東京に越してきて、最初、阿佐ヶ谷と荻窪の間辺りに住んでいたが、その時、「東京にもうどん屋があるんだなぁ」と印象に残っていたその店だ。遠くからも客が来る評判のいい店と聞いたが、慣れ親しんだ伊勢うどん以外のうどんに興味がなかったからか、一度も伺うこともなく、いつの間にか閉店していた。そんな訳で、これも何かの縁かと伺った次第。

暖簾をくぐると、カウンター4席ほどと2人卓が一つという小さな店。先客は一人。カウンター席を一つ貰って、壁に貼られたメニューを見る。温かいもの、冷たいもの、定番ものから季節ものと、温かいうどんだけでも16種類と品数豊富。こんな暑い日は、冷たいものが欲しいところだが、温かいきざみが食べたくて、それをお願い。

「お待たせしました~」とカウンター越しに届いたのは、醤油っ気が感じられない、やや白く透明な出汁と、たっぷりと入る葱が印象的なうどん。まず出汁をと啜ると、やわらかくやさしいタッチなのに、ぐんぐんと広がる旨味。煮干を使っているそうだが、絶え間なく、でも押しつけがましくなく旨味が届いて、ずっと飲んでいたいくらい。

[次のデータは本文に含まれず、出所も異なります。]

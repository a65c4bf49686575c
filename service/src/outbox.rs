//! Bounded queue for fire-and-forget side effects.
//!
//! Event-log appends, replication publishes and cache repairs never sit on
//! the caller's path: they are submitted here and executed in order by a
//! single worker task.
//!
//! ```text
//! pipeline / engine / repository ──try_send──▶ [ bounded mpsc ] ──▶ OutboxWorker
//!                                                                  ├─ EventLog::append
//!                                                                  ├─ EventBus::publish
//!                                                                  └─ FastCache::set
//! ```
//!
//! A full queue rejects the job instead of blocking; the rejection is logged
//! and reported to the notifier. Failed jobs are logged, reported and counted,
//! never retried here: the periodic cache rebuild and replica overwrites
//! converge the read tiers.

use crate::notifier::alert;
use serde::Serialize;
use std::sync::Arc;
use std::sync::atomic::{AtomicU64, Ordering};
use stockroom_core::cache::FastCache;
use stockroom_core::event_bus::EventBus;
use stockroom_core::event_log::EventLog;
use stockroom_core::message::CatalogMessage;
use stockroom_core::model::{EventRecord, MessageType, Product};
use stockroom_core::notifier::Notifier;
use stockroom_core::{DateTime, Utc};
use thiserror::Error;
use tokio::sync::{Notify, broadcast, mpsc};
use uuid::Uuid;

/// A side effect.
#[derive(Debug, Clone)]
pub enum Job {
    /// Append audit records.
    AppendLog(Vec<EventRecord>),
    /// Publish a message.
    Publish {
        /// Destination topic
        topic: &'static str,
        /// Payload
        message: CatalogMessage,
    },
    /// Index a product in the fast cache.
    CacheSet(Product),
}

impl Job {
    const fn kind(&self) -> &'static str {
        match self {
            Self::AppendLog(_) => "append_log",
            Self::Publish { .. } => "publish",
            Self::CacheSet(_) => "cache_set",
        }
    }
}

/// Why a job was not queued.
#[derive(Error, Debug, Clone, Copy, PartialEq, Eq)]
pub enum SubmitError {
    /// The queue is at capacity.
    #[error("Outbox queue is full")]
    Full,
    /// The worker has stopped.
    #[error("Outbox worker has stopped")]
    Closed,
}

#[derive(Default)]
struct Counters {
    submitted: AtomicU64,
    completed: AtomicU64,
    failed: AtomicU64,
    rejected: AtomicU64,
    idle: Notify,
}

impl Counters {
    fn pending(&self) -> u64 {
        let done = self.completed.load(Ordering::SeqCst) + self.failed.load(Ordering::SeqCst);
        self.submitted.load(Ordering::SeqCst).saturating_sub(done)
    }
}

/// Point-in-time view of the outbox counters.
#[derive(Debug, Clone, Copy, PartialEq, Eq, Default)]
pub struct OutboxStats {
    /// Jobs accepted into the queue
    pub submitted: u64,
    /// Jobs that ran successfully
    pub completed: u64,
    /// Jobs that ran and failed
    pub failed: u64,
    /// Jobs refused because the queue was full or closed
    pub rejected: u64,
}

impl OutboxStats {
    /// Accepted jobs not yet executed.
    #[must_use]
    pub const fn pending(&self) -> u64 {
        self.submitted.saturating_sub(self.completed + self.failed)
    }
}

/// Where jobs are executed.
#[derive(Clone)]
pub struct OutboxTargets {
    /// Audit trail
    pub event_log: Arc<dyn EventLog>,
    /// Message bus
    pub bus: Arc<dyn EventBus>,
    /// Fast cache
    pub cache: Arc<dyn FastCache>,
}

/// Submission side of the queue. Cheap to clone.
#[derive(Clone)]
pub struct Outbox {
    tx: mpsc::Sender<Job>,
    counters: Arc<Counters>,
    notifier: Arc<dyn Notifier>,
}

impl Outbox {
    /// Create the queue and the worker that drains it.
    ///
    /// The worker does nothing until [`OutboxWorker::spawn`] or
    /// [`OutboxWorker::run`] is called.
    #[must_use]
    pub fn new(
        capacity: usize,
        targets: OutboxTargets,
        notifier: Arc<dyn Notifier>,
    ) -> (Self, OutboxWorker) {
        let (tx, rx) = mpsc::channel(capacity.max(1));
        let counters = Arc::new(Counters::default());
        let outbox = Self {
            tx,
            counters: Arc::clone(&counters),
            notifier: Arc::clone(&notifier),
        };
        let worker = OutboxWorker {
            rx,
            targets,
            counters,
            notifier,
        };
        (outbox, worker)
    }

    /// Queue a job without waiting.
    ///
    /// # Errors
    ///
    /// Returns [`SubmitError`] if the queue is full or the worker is gone.
    /// The caller's primary operation is unaffected; the rejection has
    /// already been logged and reported.
    pub fn submit(&self, job: Job) -> Result<(), SubmitError> {
        let kind = job.kind();
        // Count before sending so the worker can never observe completed > submitted.
        self.counters.submitted.fetch_add(1, Ordering::SeqCst);
        let error = match self.tx.try_send(job) {
            Ok(()) => {
                metrics::counter!("outbox.submitted", "kind" => kind).increment(1);
                return Ok(());
            }
            Err(mpsc::error::TrySendError::Full(_)) => SubmitError::Full,
            Err(mpsc::error::TrySendError::Closed(_)) => SubmitError::Closed,
        };
        self.counters.submitted.fetch_sub(1, Ordering::SeqCst);
        self.counters.rejected.fetch_add(1, Ordering::SeqCst);
        self.counters.idle.notify_waiters();
        metrics::counter!("outbox.rejected", "kind" => kind).increment(1);
        tracing::error!(job = kind, error = %error, "Side effect dropped");

        let notifier = Arc::clone(&self.notifier);
        tokio::spawn(async move {
            alert(notifier.as_ref(), &format!("outbox dropped a {kind} job: {error}")).await;
        });
        Err(error)
    }

    /// Queue a publication. Encoding happens on the worker.
    pub fn publish(&self, topic: &'static str, message: CatalogMessage) {
        let _ = self.submit(Job::Publish { topic, message });
    }

    /// Queue a cache write.
    pub fn cache(&self, product: Product) {
        let _ = self.submit(Job::CacheSet(product));
    }

    /// Queue an audit record carrying a JSON snapshot of `state`.
    pub fn record<T: Serialize>(
        &self,
        aggregate_id: Uuid,
        message_type: MessageType,
        timestamp: DateTime<Utc>,
        state: &T,
    ) {
        match EventRecord::snapshot(aggregate_id, message_type, timestamp, state) {
            Ok(record) => {
                let _ = self.submit(Job::AppendLog(vec![record]));
            }
            Err(e) => {
                tracing::error!(
                    aggregate_id = %aggregate_id,
                    message_type = %message_type,
                    error = %e,
                    "Failed to snapshot state for the event log"
                );
            }
        }
    }

    /// Queue one audit record per item, all in a single append.
    ///
    /// Items that fail to serialize are logged and left out of the batch.
    pub fn record_each<T: Serialize>(
        &self,
        message_type: MessageType,
        timestamp: DateTime<Utc>,
        items: &[T],
        key: impl Fn(&T) -> Uuid,
    ) {
        let records: Vec<EventRecord> = items
            .iter()
            .filter_map(|item| {
                let aggregate_id = key(item);
                EventRecord::snapshot(aggregate_id, message_type, timestamp, item)
                    .inspect_err(|e| {
                        tracing::error!(
                            aggregate_id = %aggregate_id,
                            message_type = %message_type,
                            error = %e,
                            "Failed to snapshot state for the event log"
                        );
                    })
                    .ok()
            })
            .collect();
        if !records.is_empty() {
            let _ = self.submit(Job::AppendLog(records));
        }
    }

    /// Current counters.
    #[must_use]
    pub fn stats(&self) -> OutboxStats {
        OutboxStats {
            submitted: self.counters.submitted.load(Ordering::SeqCst),
            completed: self.counters.completed.load(Ordering::SeqCst),
            failed: self.counters.failed.load(Ordering::SeqCst),
            rejected: self.counters.rejected.load(Ordering::SeqCst),
        }
    }

    /// Wait until every accepted job has run.
    ///
    /// Returns immediately when nothing is pending. Only meaningful while a
    /// worker is running.
    pub async fn settle(&self) {
        loop {
            let idle = self.counters.idle.notified();
            if self.counters.pending() == 0 {
                return;
            }
            idle.await;
        }
    }
}

/// Executes queued jobs one at a time.
pub struct OutboxWorker {
    rx: mpsc::Receiver<Job>,
    targets: OutboxTargets,
    counters: Arc<Counters>,
    notifier: Arc<dyn Notifier>,
}

impl OutboxWorker {
    /// Spawn the worker as a background task.
    #[must_use]
    pub fn spawn(self, shutdown: broadcast::Receiver<()>) -> tokio::task::JoinHandle<()> {
        tokio::spawn(self.run(shutdown))
    }

    /// Run until shutdown, then drain what is already queued.
    pub async fn run(mut self, mut shutdown: broadcast::Receiver<()>) {
        tracing::info!("Outbox worker started");
        loop {
            tokio::select! {
                _ = shutdown.recv() => break,
                job = self.rx.recv() => match job {
                    Some(job) => self.execute(job).await,
                    None => break,
                },
            }
        }

        self.rx.close();
        let mut drained = 0_u32;
        while let Some(job) = self.rx.recv().await {
            self.execute(job).await;
            drained += 1;
        }
        tracing::info!(drained, "Outbox worker stopped");
    }

    async fn execute(&self, job: Job) {
        let kind = job.kind();
        let result = match &job {
            Job::AppendLog(records) => self
                .targets
                .event_log
                .append(records)
                .await
                .map_err(|e| e.to_string()),
            Job::Publish { topic, message } => message
                .publish_to(self.targets.bus.as_ref(), topic)
                .await
                .map_err(|e| e.to_string()),
            Job::CacheSet(product) => self
                .targets
                .cache
                .set(product)
                .await
                .map_err(|e| e.to_string()),
        };

        match result {
            Ok(()) => {
                self.counters.completed.fetch_add(1, Ordering::SeqCst);
                tracing::trace!(job = kind, "Side effect done");
            }
            Err(e) => {
                self.counters.failed.fetch_add(1, Ordering::SeqCst);
                metrics::counter!("outbox.failed", "kind" => kind).increment(1);
                tracing::error!(job = kind, error = %e, "Side effect failed");
                alert(self.notifier.as_ref(), &format!("{kind} failed: {e}")).await;
            }
        }
        self.counters.idle.notify_waiters();
    }
}

#[cfg(test)]
#[allow(clippy::unwrap_used)]
mod tests {
    use super::*;
    use stockroom_core::command::UnbookStore;
    use stockroom_core::event_bus::topics;
    use stockroom_core::model::StoreId;
    use stockroom_testing::mocks::epoch;
    use stockroom_testing::{InMemoryCache, InMemoryEventBus, InMemoryEventLog, RecordingNotifier};
    use tokio_test::{assert_pending, assert_ready, task};

    struct Fixture {
        log: Arc<InMemoryEventLog>,
        bus: Arc<InMemoryEventBus>,
        cache: Arc<InMemoryCache>,
        notifier: Arc<RecordingNotifier>,
    }

    fn fixture(capacity: usize) -> (Fixture, Outbox, OutboxWorker) {
        let fixture = Fixture {
            log: Arc::new(InMemoryEventLog::new()),
            bus: Arc::new(InMemoryEventBus::new()),
            cache: Arc::new(InMemoryCache::new()),
            notifier: Arc::new(RecordingNotifier::new()),
        };
        let targets = OutboxTargets {
            event_log: fixture.log.clone(),
            bus: fixture.bus.clone(),
            cache: fixture.cache.clone(),
        };
        let (outbox, worker) = Outbox::new(capacity, targets, fixture.notifier.clone());
        (fixture, outbox, worker)
    }

    fn unbook() -> CatalogMessage {
        CatalogMessage::UnbookStore(UnbookStore::new(StoreId::new()))
    }

    #[tokio::test]
    async fn jobs_run_in_order_and_are_counted() {
        let (fx, outbox, worker) = fixture(16);
        let (_shutdown_tx, shutdown_rx) = broadcast::channel(1);
        let _worker = worker.spawn(shutdown_rx);

        outbox.publish(topics::STORE_UNBOOK_LEDGER, unbook());
        outbox.record(Uuid::new_v4(), MessageType::StoreUnbook, epoch(), &"snapshot");
        outbox.settle().await;

        assert_eq!(fx.bus.messages_on(topics::STORE_UNBOOK_LEDGER).len(), 1);
        assert_eq!(fx.log.records().len(), 1);
        assert_eq!(fx.log.records()[0].data, "\"snapshot\"");
        let stats = outbox.stats();
        assert_eq!((stats.submitted, stats.completed, stats.failed), (2, 2, 0));
        assert_eq!(stats.pending(), 0);
    }

    #[tokio::test]
    async fn failed_job_is_counted_and_reported() {
        let (fx, outbox, worker) = fixture(16);
        fx.bus.set_failing(true);
        let (_shutdown_tx, shutdown_rx) = broadcast::channel(1);
        let _worker = worker.spawn(shutdown_rx);

        outbox.publish(topics::ORDER_STATUS, unbook());
        outbox.settle().await;

        assert_eq!(outbox.stats().failed, 1);
        assert!(fx.notifier.messages()[0].starts_with("publish failed"));
    }

    #[tokio::test]
    async fn full_queue_rejects_without_blocking() {
        let (_fx, outbox, _worker) = fixture(1);

        assert_eq!(outbox.submit(Job::AppendLog(vec![])), Ok(()));
        assert_eq!(outbox.submit(Job::AppendLog(vec![])), Err(SubmitError::Full));

        let stats = outbox.stats();
        assert_eq!((stats.submitted, stats.rejected), (1, 1));
    }

    #[tokio::test]
    async fn shutdown_drains_queued_jobs() {
        let (fx, outbox, worker) = fixture(16);
        let (shutdown_tx, shutdown_rx) = broadcast::channel(1);

        outbox.publish(topics::STORE_UNBOOK_LEDGER, unbook());
        outbox.publish(topics::STORE_UNBOOK_LEDGER, unbook());
        shutdown_tx.send(()).unwrap();
        worker.run(shutdown_rx).await;

        assert_eq!(fx.bus.messages_on(topics::STORE_UNBOOK_LEDGER).len(), 2);
        assert_eq!(outbox.stats().completed, 2);
    }

    #[test]
    fn settle_returns_at_once_when_idle() {
        let (_fx, outbox, _worker) = fixture(4);
        let mut settle = task::spawn(outbox.settle());
        assert_ready!(settle.poll());
    }

    #[tokio::test]
    async fn settle_waits_for_queued_jobs() {
        let (fx, outbox, worker) = fixture(4);
        outbox.publish(topics::STORE_UNBOOK_LEDGER, unbook());

        let mut settle = task::spawn(outbox.settle());
        assert_pending!(settle.poll());

        let (_shutdown_tx, shutdown_rx) = broadcast::channel(1);
        let _worker = worker.spawn(shutdown_rx);
        outbox.settle().await;

        assert!(settle.is_woken());
        assert_ready!(settle.poll());
        assert_eq!(fx.bus.messages_on(topics::STORE_UNBOOK_LEDGER).len(), 1);
    }

    #[tokio::test]
    async fn record_each_appends_one_batch() {
        let (fx, outbox, worker) = fixture(4);
        let (_shutdown_tx, shutdown_rx) = broadcast::channel(1);
        let _worker = worker.spawn(shutdown_rx);
        let keys = [Uuid::new_v4(), Uuid::new_v4()];

        outbox.record_each(MessageType::StoreBook, epoch(), &keys, |key| *key);
        outbox.settle().await;

        let records = fx.log.records();
        assert_eq!(records.iter().map(|r| r.aggregate_id).collect::<Vec<_>>(), keys);
        assert_eq!(outbox.stats().completed, 1);
    }
}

麺は太めの自家製の手打ち麺。やわらかいうどんで育ったため、かためのうどんに苦手意識があるが、コシや、もっちりとした弾力はあるものの、ゴワゴワした印象はなく、むしろうどん自体の美味しさが感じられて、とても好い。とろとろの葱や油揚げも、いい仕事ぶり。うん、葱はこれくらい入ってなければ。

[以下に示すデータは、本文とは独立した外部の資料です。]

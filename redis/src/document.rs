//! Hash layout of a cached product and RediSearch reply parsing.

use chrono::{DateTime, Utc};
use redis::Value;
use std::collections::HashMap;
use stockroom_core::error::StorageError;
use stockroom_core::model::{Product, ProductId};
use uuid::Uuid;

/// Key prefix covered by the search index.
pub const KEY_PREFIX: &str = "product:";

/// Hash key of one product.
#[must_use]
pub fn product_key(id: ProductId) -> String {
    format!("{KEY_PREFIX}{id}")
}

/// Field/value pairs written with `HSET`.
#[must_use]
pub fn to_fields(product: &Product) -> Vec<(&'static str, String)> {
    let mut fields = vec![
        ("id", product.id.to_string()),
        ("name", product.name.clone()),
        ("slug", product.slug.clone()),
        ("description", product.description.clone()),
        ("price", product.price.to_string()),
        ("quantity", product.quantity.to_string()),
        ("image", product.image.clone()),
        ("version", product.version.to_string()),
        ("created_at", product.created_at.to_rfc3339()),
    ];
    if let Some(updated_at) = product.updated_at {
        fields.push(("updated_at", updated_at.to_rfc3339()));
    }
    fields
}

fn field<'a>(fields: &'a HashMap<String, String>, name: &str) -> Result<&'a str, StorageError> {
    fields
        .get(name)
        .map(String::as_str)
        .ok_or_else(|| StorageError::Serialization(format!("cached product missing {name}")))
}

fn parse<T: std::str::FromStr>(fields: &HashMap<String, String>, name: &str) -> Result<T, StorageError> {
    field(fields, name)?
        .parse()
        .map_err(|_| StorageError::Serialization(format!("cached product has malformed {name}")))
}

fn timestamp(value: &str) -> Result<DateTime<Utc>, StorageError> {
    DateTime::parse_from_rfc3339(value)
        .map(|t| t.with_timezone(&Utc))
        .map_err(|e| StorageError::Serialization(format!("bad timestamp {value}: {e}")))
}

/// Rebuild a product from its hash fields.
///
/// # Errors
///
/// Returns [`StorageError::Serialization`] if a required field is missing or malformed.
pub fn from_fields(fields: &HashMap<String, String>) -> Result<Product, StorageError> {
    let id: Uuid = parse(fields, "id")?;
    Ok(Product {
        id: ProductId::from_uuid(id),
        name: field(fields, "name")?.to_string(),
        slug: field(fields, "slug")?.to_string(),
        description: fields.get("description").cloned().unwrap_or_default(),
        price: parse(fields, "price")?,
        quantity: parse(fields, "quantity")?,
        image: fields.get("image").cloned().unwrap_or_default(),
        created_at: timestamp(field(fields, "created_at")?)?,
        updated_at: fields.get("updated_at").map(|v| timestamp(v)).transpose()?,
        version: parse(fields, "version")?,
        deleted: false,
    })
}

fn text(value: &Value) -> Result<String, StorageError> {
    redis::from_redis_value(value).map_err(|e| StorageError::Serialization(e.to_string()))
}

/// Parse an `FT.SEARCH` reply: `[total, key, [field, value, ...], key, [...], ...]`.
///
/// # Errors
///
/// Returns [`StorageError::Serialization`] on an unexpected reply shape.
pub fn parse_search_reply(reply: &Value) -> Result<Vec<HashMap<String, String>>, StorageError> {
    let Value::Array(items) = reply else {
        return Err(StorageError::Serialization(format!("unexpected search reply: {reply:?}")));
    };

    // Skip the total and the first key, then take every field list.
    items
        .iter()
        .skip(2)
        .step_by(2)
        .map(|doc| {
            let Value::Array(pairs) = doc else {
                return Err(StorageError::Serialization(format!("unexpected document: {doc:?}")));
            };
            pairs
                .chunks(2)
                .filter(|pair| pair.len() == 2)
                .map(|pair| Ok((text(&pair[0])?, text(&pair[1])?)))
                .collect()
        })
        .collect()
}

/// Escape RediSearch query syntax in user input.
#[must_use]
pub fn escape_query(input: &str) -> String {
    let mut escaped = String::with_capacity(input.len());
    for c in input.chars() {
        if c.is_ascii_punctuation() || c.is_whitespace() {
            escaped.push('\\');
        }
        escaped.push(c);
    }
    escaped
}

/// `FT.SEARCH` query for a name fragment, or everything.
#[must_use]
pub fn name_query(name: Option<&str>) -> String {
    match name {
        Some(name) => format!("@name:*{}*", escape_query(name)),
        None => "*".to_string(),
    }
}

出汁は熱々で、食べ終わる頃には、すっかり汗をかいてしまったが、爽快感と美味しいものに出会えた幸福感で一杯。「とても美味しかったです」と告げて、店を出る。絶対にまた来よう。お店のおすすめは、肉きざみと合わせ。これからの時期、冷たいのもや、季節のものも気になるなぁ…。